Collected data entries:

━━━━━━━━━━━━━━━━

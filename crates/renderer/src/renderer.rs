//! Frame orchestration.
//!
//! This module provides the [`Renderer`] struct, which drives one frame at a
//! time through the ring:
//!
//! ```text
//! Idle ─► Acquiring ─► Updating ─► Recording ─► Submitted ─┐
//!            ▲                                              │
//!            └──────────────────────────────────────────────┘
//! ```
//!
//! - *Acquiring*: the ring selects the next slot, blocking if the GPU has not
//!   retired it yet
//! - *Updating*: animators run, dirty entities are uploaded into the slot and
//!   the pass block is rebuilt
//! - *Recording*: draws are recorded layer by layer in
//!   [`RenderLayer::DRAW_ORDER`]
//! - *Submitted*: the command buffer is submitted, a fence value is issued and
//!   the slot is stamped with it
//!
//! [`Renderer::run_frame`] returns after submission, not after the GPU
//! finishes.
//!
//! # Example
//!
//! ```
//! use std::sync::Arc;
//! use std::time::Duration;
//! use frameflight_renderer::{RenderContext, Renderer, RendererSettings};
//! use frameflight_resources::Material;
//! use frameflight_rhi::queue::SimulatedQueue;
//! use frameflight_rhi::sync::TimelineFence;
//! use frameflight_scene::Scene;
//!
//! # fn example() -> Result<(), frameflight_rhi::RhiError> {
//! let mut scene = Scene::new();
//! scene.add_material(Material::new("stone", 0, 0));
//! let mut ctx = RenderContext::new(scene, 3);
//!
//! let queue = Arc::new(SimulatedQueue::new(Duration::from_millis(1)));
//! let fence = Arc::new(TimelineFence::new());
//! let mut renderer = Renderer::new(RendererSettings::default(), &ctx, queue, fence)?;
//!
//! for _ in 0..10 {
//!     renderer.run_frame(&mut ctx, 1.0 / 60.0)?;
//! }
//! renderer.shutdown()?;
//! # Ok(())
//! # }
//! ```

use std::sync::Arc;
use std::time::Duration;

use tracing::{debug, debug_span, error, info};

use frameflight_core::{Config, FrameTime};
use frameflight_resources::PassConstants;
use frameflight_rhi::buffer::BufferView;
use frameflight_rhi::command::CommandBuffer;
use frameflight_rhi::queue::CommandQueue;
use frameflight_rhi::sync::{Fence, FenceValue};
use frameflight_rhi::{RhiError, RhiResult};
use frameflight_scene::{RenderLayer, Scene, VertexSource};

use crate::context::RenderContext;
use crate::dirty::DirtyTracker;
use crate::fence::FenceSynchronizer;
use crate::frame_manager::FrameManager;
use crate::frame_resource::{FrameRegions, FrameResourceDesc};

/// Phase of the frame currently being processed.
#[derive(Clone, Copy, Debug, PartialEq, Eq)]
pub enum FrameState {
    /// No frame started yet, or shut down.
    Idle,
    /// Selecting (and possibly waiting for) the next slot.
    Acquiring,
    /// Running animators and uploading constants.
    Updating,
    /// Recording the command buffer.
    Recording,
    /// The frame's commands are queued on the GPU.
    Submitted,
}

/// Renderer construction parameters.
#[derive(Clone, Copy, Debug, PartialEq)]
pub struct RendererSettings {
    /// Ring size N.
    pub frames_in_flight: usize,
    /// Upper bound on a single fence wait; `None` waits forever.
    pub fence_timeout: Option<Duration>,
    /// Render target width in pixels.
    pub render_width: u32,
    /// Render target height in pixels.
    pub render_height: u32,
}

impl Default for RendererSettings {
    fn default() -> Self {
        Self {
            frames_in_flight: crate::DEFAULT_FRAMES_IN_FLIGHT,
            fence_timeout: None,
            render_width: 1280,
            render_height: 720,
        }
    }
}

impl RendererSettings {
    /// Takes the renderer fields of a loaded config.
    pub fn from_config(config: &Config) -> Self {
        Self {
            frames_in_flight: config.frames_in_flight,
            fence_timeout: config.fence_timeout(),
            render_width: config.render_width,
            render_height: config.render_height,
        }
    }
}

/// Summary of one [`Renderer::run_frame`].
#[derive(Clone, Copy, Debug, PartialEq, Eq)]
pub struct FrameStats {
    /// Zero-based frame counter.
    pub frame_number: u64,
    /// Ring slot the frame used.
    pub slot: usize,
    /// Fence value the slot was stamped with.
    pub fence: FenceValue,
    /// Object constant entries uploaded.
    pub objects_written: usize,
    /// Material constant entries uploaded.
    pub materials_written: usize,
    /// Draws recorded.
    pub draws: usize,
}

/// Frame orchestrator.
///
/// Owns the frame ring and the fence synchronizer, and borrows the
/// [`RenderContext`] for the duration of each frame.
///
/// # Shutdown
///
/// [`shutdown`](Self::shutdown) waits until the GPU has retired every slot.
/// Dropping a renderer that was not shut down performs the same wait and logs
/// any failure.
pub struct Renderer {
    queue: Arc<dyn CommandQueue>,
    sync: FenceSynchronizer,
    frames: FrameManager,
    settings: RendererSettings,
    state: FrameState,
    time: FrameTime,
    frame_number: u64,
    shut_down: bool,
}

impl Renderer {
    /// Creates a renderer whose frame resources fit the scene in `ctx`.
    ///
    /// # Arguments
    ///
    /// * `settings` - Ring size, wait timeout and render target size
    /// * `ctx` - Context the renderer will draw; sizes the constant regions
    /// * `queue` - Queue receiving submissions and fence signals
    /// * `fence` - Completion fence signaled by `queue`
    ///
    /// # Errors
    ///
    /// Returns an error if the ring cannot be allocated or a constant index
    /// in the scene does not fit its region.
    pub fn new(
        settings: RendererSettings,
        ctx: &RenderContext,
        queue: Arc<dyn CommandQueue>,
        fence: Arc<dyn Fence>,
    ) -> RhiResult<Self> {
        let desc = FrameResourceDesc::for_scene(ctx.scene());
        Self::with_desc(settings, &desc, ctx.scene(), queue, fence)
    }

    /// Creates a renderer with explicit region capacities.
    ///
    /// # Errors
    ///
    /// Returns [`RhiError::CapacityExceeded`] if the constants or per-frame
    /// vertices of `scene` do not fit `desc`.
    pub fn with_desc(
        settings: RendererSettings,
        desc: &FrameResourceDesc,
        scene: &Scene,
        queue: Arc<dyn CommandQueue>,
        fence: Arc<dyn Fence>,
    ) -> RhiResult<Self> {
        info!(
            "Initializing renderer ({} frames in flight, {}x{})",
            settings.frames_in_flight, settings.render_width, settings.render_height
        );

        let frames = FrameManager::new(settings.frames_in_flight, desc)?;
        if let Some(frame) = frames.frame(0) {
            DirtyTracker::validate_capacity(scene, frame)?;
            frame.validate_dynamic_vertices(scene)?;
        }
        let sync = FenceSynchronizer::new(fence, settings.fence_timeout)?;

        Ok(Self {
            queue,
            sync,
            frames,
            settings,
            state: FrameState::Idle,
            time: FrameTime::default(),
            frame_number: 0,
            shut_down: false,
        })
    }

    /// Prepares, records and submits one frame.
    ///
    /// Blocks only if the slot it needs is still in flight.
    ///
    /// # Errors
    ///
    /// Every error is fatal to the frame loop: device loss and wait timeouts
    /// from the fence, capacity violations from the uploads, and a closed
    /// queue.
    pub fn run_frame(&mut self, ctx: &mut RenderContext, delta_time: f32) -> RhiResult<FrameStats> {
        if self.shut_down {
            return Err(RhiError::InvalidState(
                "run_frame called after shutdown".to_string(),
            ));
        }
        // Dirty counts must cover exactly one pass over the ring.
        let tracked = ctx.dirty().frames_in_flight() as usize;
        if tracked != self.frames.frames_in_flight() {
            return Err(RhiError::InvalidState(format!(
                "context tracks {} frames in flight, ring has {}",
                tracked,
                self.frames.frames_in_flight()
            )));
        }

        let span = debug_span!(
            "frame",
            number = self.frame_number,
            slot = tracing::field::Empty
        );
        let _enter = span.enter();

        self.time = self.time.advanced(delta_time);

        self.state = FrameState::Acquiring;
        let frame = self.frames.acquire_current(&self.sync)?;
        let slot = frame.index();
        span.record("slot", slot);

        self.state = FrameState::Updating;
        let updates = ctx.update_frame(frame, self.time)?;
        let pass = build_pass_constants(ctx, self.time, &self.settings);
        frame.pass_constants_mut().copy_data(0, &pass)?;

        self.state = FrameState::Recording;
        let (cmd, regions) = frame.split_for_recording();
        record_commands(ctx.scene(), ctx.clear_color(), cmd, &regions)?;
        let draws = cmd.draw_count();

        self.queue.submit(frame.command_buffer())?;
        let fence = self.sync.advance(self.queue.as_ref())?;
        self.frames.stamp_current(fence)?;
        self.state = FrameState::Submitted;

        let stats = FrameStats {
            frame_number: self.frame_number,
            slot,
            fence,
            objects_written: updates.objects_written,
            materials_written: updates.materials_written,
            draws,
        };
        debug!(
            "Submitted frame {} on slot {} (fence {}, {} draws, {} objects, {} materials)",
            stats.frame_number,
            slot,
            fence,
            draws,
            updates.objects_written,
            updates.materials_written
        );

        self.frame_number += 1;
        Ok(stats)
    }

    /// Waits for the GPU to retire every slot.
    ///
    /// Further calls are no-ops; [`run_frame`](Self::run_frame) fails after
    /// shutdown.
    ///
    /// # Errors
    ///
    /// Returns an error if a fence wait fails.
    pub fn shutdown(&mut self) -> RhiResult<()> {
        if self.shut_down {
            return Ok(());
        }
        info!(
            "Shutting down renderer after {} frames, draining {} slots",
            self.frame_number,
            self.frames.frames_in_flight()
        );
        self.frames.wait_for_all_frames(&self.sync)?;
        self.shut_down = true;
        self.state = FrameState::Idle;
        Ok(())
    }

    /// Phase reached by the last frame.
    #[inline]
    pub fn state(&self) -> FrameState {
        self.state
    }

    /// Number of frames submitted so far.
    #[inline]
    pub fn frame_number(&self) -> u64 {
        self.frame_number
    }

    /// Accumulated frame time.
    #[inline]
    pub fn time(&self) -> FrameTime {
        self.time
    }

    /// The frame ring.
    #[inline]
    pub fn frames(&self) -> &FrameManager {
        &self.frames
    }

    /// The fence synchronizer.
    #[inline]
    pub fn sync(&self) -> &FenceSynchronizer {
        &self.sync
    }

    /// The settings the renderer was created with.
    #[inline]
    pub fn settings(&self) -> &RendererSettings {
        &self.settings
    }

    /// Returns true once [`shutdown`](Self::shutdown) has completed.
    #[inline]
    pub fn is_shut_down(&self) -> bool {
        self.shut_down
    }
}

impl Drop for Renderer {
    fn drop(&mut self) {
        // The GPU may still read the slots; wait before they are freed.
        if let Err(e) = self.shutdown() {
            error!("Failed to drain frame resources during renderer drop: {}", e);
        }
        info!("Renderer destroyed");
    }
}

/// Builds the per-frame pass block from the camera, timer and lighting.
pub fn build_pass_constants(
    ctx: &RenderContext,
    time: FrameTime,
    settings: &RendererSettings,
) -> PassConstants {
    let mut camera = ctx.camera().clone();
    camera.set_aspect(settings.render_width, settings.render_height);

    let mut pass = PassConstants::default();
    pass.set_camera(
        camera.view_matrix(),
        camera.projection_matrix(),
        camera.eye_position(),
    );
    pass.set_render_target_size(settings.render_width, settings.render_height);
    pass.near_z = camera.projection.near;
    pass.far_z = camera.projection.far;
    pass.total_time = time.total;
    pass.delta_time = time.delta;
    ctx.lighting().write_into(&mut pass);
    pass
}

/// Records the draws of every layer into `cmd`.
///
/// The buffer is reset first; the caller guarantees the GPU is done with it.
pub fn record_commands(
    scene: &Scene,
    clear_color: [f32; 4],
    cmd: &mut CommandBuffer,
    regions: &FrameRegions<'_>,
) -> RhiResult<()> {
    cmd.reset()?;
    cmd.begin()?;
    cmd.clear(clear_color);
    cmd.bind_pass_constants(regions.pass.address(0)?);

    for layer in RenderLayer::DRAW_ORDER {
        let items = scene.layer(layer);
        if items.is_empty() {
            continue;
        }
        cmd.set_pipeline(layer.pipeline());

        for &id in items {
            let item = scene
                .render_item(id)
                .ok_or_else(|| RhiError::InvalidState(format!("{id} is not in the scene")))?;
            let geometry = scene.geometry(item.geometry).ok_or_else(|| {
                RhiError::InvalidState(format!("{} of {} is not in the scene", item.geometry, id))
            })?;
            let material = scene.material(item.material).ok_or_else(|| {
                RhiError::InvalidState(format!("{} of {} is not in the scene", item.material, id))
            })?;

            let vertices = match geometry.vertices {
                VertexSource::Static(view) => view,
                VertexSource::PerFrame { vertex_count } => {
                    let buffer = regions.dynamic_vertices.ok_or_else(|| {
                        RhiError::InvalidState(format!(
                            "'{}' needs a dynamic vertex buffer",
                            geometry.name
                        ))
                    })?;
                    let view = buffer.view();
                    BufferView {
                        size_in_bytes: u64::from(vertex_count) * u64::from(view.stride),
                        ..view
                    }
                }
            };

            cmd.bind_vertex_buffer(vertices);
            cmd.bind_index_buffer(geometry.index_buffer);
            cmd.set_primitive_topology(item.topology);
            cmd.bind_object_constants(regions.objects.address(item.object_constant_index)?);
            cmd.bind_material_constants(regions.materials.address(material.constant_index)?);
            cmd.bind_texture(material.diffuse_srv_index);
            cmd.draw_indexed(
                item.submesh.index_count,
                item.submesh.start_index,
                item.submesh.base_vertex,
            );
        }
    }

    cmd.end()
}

━━━━━━━━━━━━━━━━

• [Exercise requirements]: All lines of the records above that contain the word "stamped" are to be copied out.

• [Exercise response]:
//!   the slot is stamped with it
    /// Fence value the slot was stamped with.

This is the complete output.